--- Data Enclosed Below ---

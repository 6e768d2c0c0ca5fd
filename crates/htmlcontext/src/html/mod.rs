//! The HTML context parser.
//!
//! [`HtmlParser`] is fed template text chunk by chunk and, after each chunk,
//! reports the lexical context the next byte would land in: text, a tag, an
//! attribute name or value, a comment, or (in JavaScript and CSS modes) a
//! script or stylesheet. Alongside the coarse [`HtmlState`] it tracks what an
//! auto-escaper needs to pick an escaping function:
//! - the open element and the current attribute, lower-cased,
//! - what the attribute's value means ([`AttrType`]) and how it is quoted,
//! - whether the position is inside JavaScript, and if so, inside a string.
//!
//! `<script>`, `<style>`, `<title>` and `<textarea>` bodies are raw text up
//! to the matching close tag; inside `<script>` bodies and `on*` attribute
//! values every byte is also run through a [`JsParser`]. Attribute values
//! have their character references decoded first, so `&#39;` opens a string
//! just like `'`.

mod attributes;
mod grammar;


use alloc::sync::Arc;

use bstr::BStr;

pub use attributes::AttrType;
use grammar::{HtmlContext, Internal};

use crate::{
    error::{ConfigError, ParseError},
    fsm::{Definition, Machine},
    js::{self, JsParser, JsState},
    options::{ParserMode, ParserOptions},
};

/// The coarse lexical context exposed to callers.
#[derive(Debug, Clone, Copy, PartialEq, Eq, Hash)]
#[cfg_attr(feature = "serde", derive(serde::Serialize, serde::Deserialize))]
pub enum HtmlState {
    /// Character data, including raw-text element bodies.
    Text,
    /// Inside a tag, outside any attribute; also `<!…>` and `<?…>`
    /// declarations.
    Tag,
    /// An attribute name.
    Attr,
    /// An attribute value.
    Value,
    /// An HTML comment.
    Comment,
    /// A standalone JavaScript file.
    JsFile,
    /// A standalone stylesheet.
    CssFile,
    /// The parser has halted.
    Error,
}

/// How the current attribute value is delimited.
#[derive(Debug, Clone, Copy, PartialEq, Eq, Hash)]
#[cfg_attr(feature = "serde", derive(serde::Serialize, serde::Deserialize))]
pub enum ValueQuote {
    /// `name=value`
    Unquoted,
    /// `name='value'`
    Single,
    /// `name="value"`
    Double,
}

/// The HTML and JavaScript transition tables, built once.
///
/// Building the tables is the only costly part of creating a parser. A
/// `Grammar` can be cloned cheaply and shared between threads, and every
/// parser made from it refers to the same tables.
#[derive(Debug, Clone)]
pub struct Grammar {
    html: Arc<Definition<HtmlContext>>,
    js: Arc<Definition<()>>,
}

impl Grammar {
    /// Builds both transition tables.
    ///
    /// # Errors
    ///
    /// Only if the tables cannot be allocated.
    pub fn new() -> Result<Self, ConfigError> {
        Ok(Self {
            html: Arc::new(grammar::definition()?),
            js: Arc::new(js::definition()?),
        })
    }
}

/// Streaming HTML context tracker.
///
/// ```rust
/// use htmlcontext::{AttrType, HtmlParser, HtmlState};
///
/// let mut parser = HtmlParser::new().unwrap();
/// assert_eq!(parser.parse(b"<a href=\""), Ok(HtmlState::Value));
/// assert_eq!(parser.attr_type(), AttrType::Uri);
/// assert!(parser.is_url_start());
/// ```
#[derive(Debug, Clone)]
pub struct HtmlParser {
    machine: Machine<HtmlContext>,
    options: ParserOptions,
}

impl HtmlParser {
    /// A parser for an HTML document, with its own [`Grammar`].
    ///
    /// # Errors
    ///
    /// Only if the transition tables cannot be allocated.
    pub fn new() -> Result<Self, ConfigError> {
        Self::with_options(ParserOptions::default())
    }

    /// A parser configured by `options`, with its own [`Grammar`].
    ///
    /// # Errors
    ///
    /// Only if the transition tables cannot be allocated.
    pub fn with_options(options: ParserOptions) -> Result<Self, ConfigError> {
        Ok(Self::with_grammar(&Grammar::new()?, options))
    }

    /// A parser sharing `grammar` with every other parser made from it.
    #[must_use]
    pub fn with_grammar(grammar: &Grammar, options: ParserOptions) -> Self {
        let js = JsParser::with_definition(Arc::clone(&grammar.js));
        let mut parser = Self {
            machine: Machine::new(Arc::clone(&grammar.html), HtmlContext::new(js)),
            options,
        };
        parser.restart();
        parser
    }

    /// Feeds the next chunk of the document and returns the context after
    /// its last byte.
    ///
    /// # Errors
    ///
    /// Once a chunk fails the parser stays halted and returns the same error
    /// until [`reset`](Self::reset).
    pub fn parse(&mut self, input: &[u8]) -> Result<HtmlState, ParseError> {
        let result = self.machine.parse(input);
        self.external(result)
    }

    /// [`parse`](Self::parse) for callers holding a `(buffer, length)` pair.
    ///
    /// # Errors
    ///
    /// A negative length or one past the end of `input` is rejected without
    /// halting the parser. Otherwise as [`parse`](Self::parse).
    pub fn parse_len(&mut self, input: &[u8], len: isize) -> Result<HtmlState, ParseError> {
        let result = self.machine.parse_len(input, len);
        self.external(result)
    }

    fn external<S>(&self, result: Result<S, ParseError>) -> Result<HtmlState, ParseError> {
        match result {
            Ok(_) => Ok(self.state()),
            Err(err) => {
                #[cfg(any(test, feature = "fuzzing"))]
                assert!(
                    !self.options.panic_on_error
                        || matches!(err.kind(), crate::ErrorKind::InvalidLength(_)),
                    "{err}"
                );
                Err(err)
            }
        }
    }

    /// Tells the parser that the caller is about to emit content that is not
    /// in the template text, such as an expanded variable.
    ///
    /// Right after `name=`, the substitution becomes the first byte of an
    /// unquoted value, and the parser moves on as if it had seen one.
    /// Returns `false`, changing nothing, anywhere else.
    pub fn insert_text(&mut self) -> bool {
        self.internal() == Some(Internal::Value)
            && self
                .machine
                .set_state(Internal::ValueText.state())
                .is_ok()
    }

    /// Starts over in the configured mode.
    pub fn reset(&mut self) {
        self.restart();
    }

    /// Starts over in `mode`, which becomes the configured mode.
    pub fn reset_mode(&mut self, mode: ParserMode) {
        log::debug!("parser reset to {mode:?} mode");
        self.options.mode = mode;
        self.restart();
    }

    fn restart(&mut self) {
        let start = match self.options.mode {
            ParserMode::Html => Internal::Text,
            ParserMode::Js => Internal::JsFile,
            ParserMode::Css => Internal::CssFile,
            ParserMode::HtmlInTag => Internal::TagSpace,
        };
        self.machine.reset_to(start.state());
        self.machine.user_mut().clear();
    }

    /// The options this parser runs with.
    #[must_use]
    pub fn options(&self) -> &ParserOptions {
        &self.options
    }

    fn internal(&self) -> Option<Internal> {
        Internal::from_state(self.machine.state())
    }

    fn ctx(&self) -> &HtmlContext {
        self.machine.user()
    }

    /// The current context; [`HtmlState::Error`] once halted.
    #[must_use]
    pub fn state(&self) -> HtmlState {
        self.internal().map_or(HtmlState::Error, Internal::external)
    }

    /// The open element, lower-cased, or `None` after a closing tag and
    /// while a tag name is still being read.
    #[must_use]
    pub fn tag(&self) -> Option<&BStr> {
        let tag = &self.ctx().tag;
        (!tag.is_empty()).then(|| BStr::new(tag.as_slice()))
    }

    /// The attribute being read or whose value is being read.
    ///
    /// Lower-cased once the name is complete; while it is still being read
    /// the bytes come back as written. `None` outside attributes.
    #[must_use]
    pub fn attr(&self) -> Option<&BStr> {
        match self.internal()? {
            Internal::Attr => Some(BStr::new(self.machine.record_buffer().as_bytes())),
            state if matches!(state.external(), HtmlState::Attr | HtmlState::Value) => {
                Some(BStr::new(self.ctx().attr.as_slice()))
            }
            _ => None,
        }
    }

    /// The raw value bytes read so far, up to the recording capacity.
    /// Empty right after `=` or an opening quote, `None` outside values.
    #[must_use]
    pub fn value(&self) -> Option<&BStr> {
        let state = self.internal()?;
        if state.is_value_content() {
            Some(BStr::new(self.machine.record_buffer().as_bytes()))
        } else if state.is_value_start() {
            Some(BStr::new(b""))
        } else {
            None
        }
    }

    /// How many value bytes have been read, `None` outside values.
    ///
    /// `Some(0)` means a substitution here would start the value.
    #[must_use]
    pub fn value_index(&self) -> Option<usize> {
        let state = self.internal()?;
        (state.external() == HtmlState::Value).then_some(self.ctx().value_index)
    }

    /// What the current attribute's value means; [`AttrType::None`] outside
    /// attributes.
    #[must_use]
    pub fn attr_type(&self) -> AttrType {
        match self.internal() {
            Some(Internal::Attr) => AttrType::classify(self.machine.record_buffer().as_bytes()),
            Some(state) if matches!(state.external(), HtmlState::Attr | HtmlState::Value) => {
                self.ctx().attr_type
            }
            _ => AttrType::None,
        }
    }

    /// Whether the current value sits between quotes.
    #[must_use]
    pub fn is_attr_quoted(&self) -> bool {
        self.internal().is_some_and(Internal::is_quoted_value)
    }

    /// The quoting of the current value, `None` outside values.
    #[must_use]
    pub fn value_quote(&self) -> Option<ValueQuote> {
        match self.internal()? {
            Internal::Value | Internal::ValueText => Some(ValueQuote::Unquoted),
            Internal::ValueQStart | Internal::ValueQ => Some(ValueQuote::Single),
            Internal::ValueDqStart | Internal::ValueDq => Some(ValueQuote::Double),
            _ => None,
        }
    }

    /// Whether the position is JavaScript: a JavaScript file, a `<script>`
    /// body, or the value of an event-handler attribute.
    #[must_use]
    pub fn in_js(&self) -> bool {
        match self.internal() {
            Some(Internal::JsFile) => true,
            Some(state) if state.is_cdata() => self.ctx().in_js,
            Some(state) if state.external() == HtmlState::Value => {
                self.ctx().attr_type == AttrType::Js
            }
            _ => false,
        }
    }

    /// Whether the position is inside a JavaScript string literal.
    #[must_use]
    pub fn is_js_quoted(&self) -> bool {
        self.in_js() && self.ctx().js.is_quoted()
    }

    /// The JavaScript context, `None` outside JavaScript.
    #[must_use]
    pub fn js_state(&self) -> Option<JsState> {
        self.in_js().then(|| self.ctx().js.state())
    }

    /// Whether the position is CSS: a stylesheet, a `<style>` body, or a
    /// `style` attribute value.
    #[must_use]
    pub fn in_css(&self) -> bool {
        match self.internal() {
            Some(Internal::CssFile) => true,
            Some(state) if state.is_cdata() => self.ctx().tag.as_slice() == b"style",
            Some(state) if state.external() == HtmlState::Value => {
                self.ctx().attr_type == AttrType::Style
            }
            _ => false,
        }
    }

    /// Whether a substitution here would be the very start of a URL value,
    /// where a scheme such as `javascript:` could be injected.
    #[must_use]
    pub fn is_url_start(&self) -> bool {
        self.attr_type() == AttrType::Uri && self.value_index() == Some(0)
    }

    /// The error that halted the parser, if any.
    #[must_use]
    pub fn error(&self) -> Option<&ParseError> {
        self.machine.error()
    }

    /// 1-based line of the next byte.
    #[must_use]
    pub fn line_number(&self) -> usize {
        self.machine.line_number()
    }

    /// 1-based column of the next byte.
    #[must_use]
    pub fn column_number(&self) -> usize {
        self.machine.column_number()
    }

    /// Overrides the line counter.
    pub fn set_line_number(&mut self, line: usize) {
        self.machine.set_line_number(line);
    }

    /// Overrides the column counter.
    pub fn set_column_number(&mut self, column: usize) {
        self.machine.set_column_number(column);
    }

    /// An independent parser in the same position, for speculative parsing.
    /// The JavaScript context and any half-read character reference are
    /// copied too; the grammar is shared.
    #[must_use]
    pub fn duplicate(&self) -> Self {
        self.clone()
    }

    /// Overwrites `dst` with this parser's position and context.
    pub fn copy_into(&self, dst: &mut Self) {
        dst.clone_from(self);
    }
}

--- End of Enclosed Data ---

[Aim of the task]
The expected output is each line of the records above that includes the word "after".

[Exercise output]
//! [`HtmlParser`] is fed template text chunk by chunk and, after each chunk,
    /// Feeds the next chunk of the document and returns the context after
    /// Right after `name=`, the substitution becomes the first byte of an
    /// The open element, lower-cased, or `None` after a closing tag and
    /// Empty right after `=` or an opening quote, `None` outside values.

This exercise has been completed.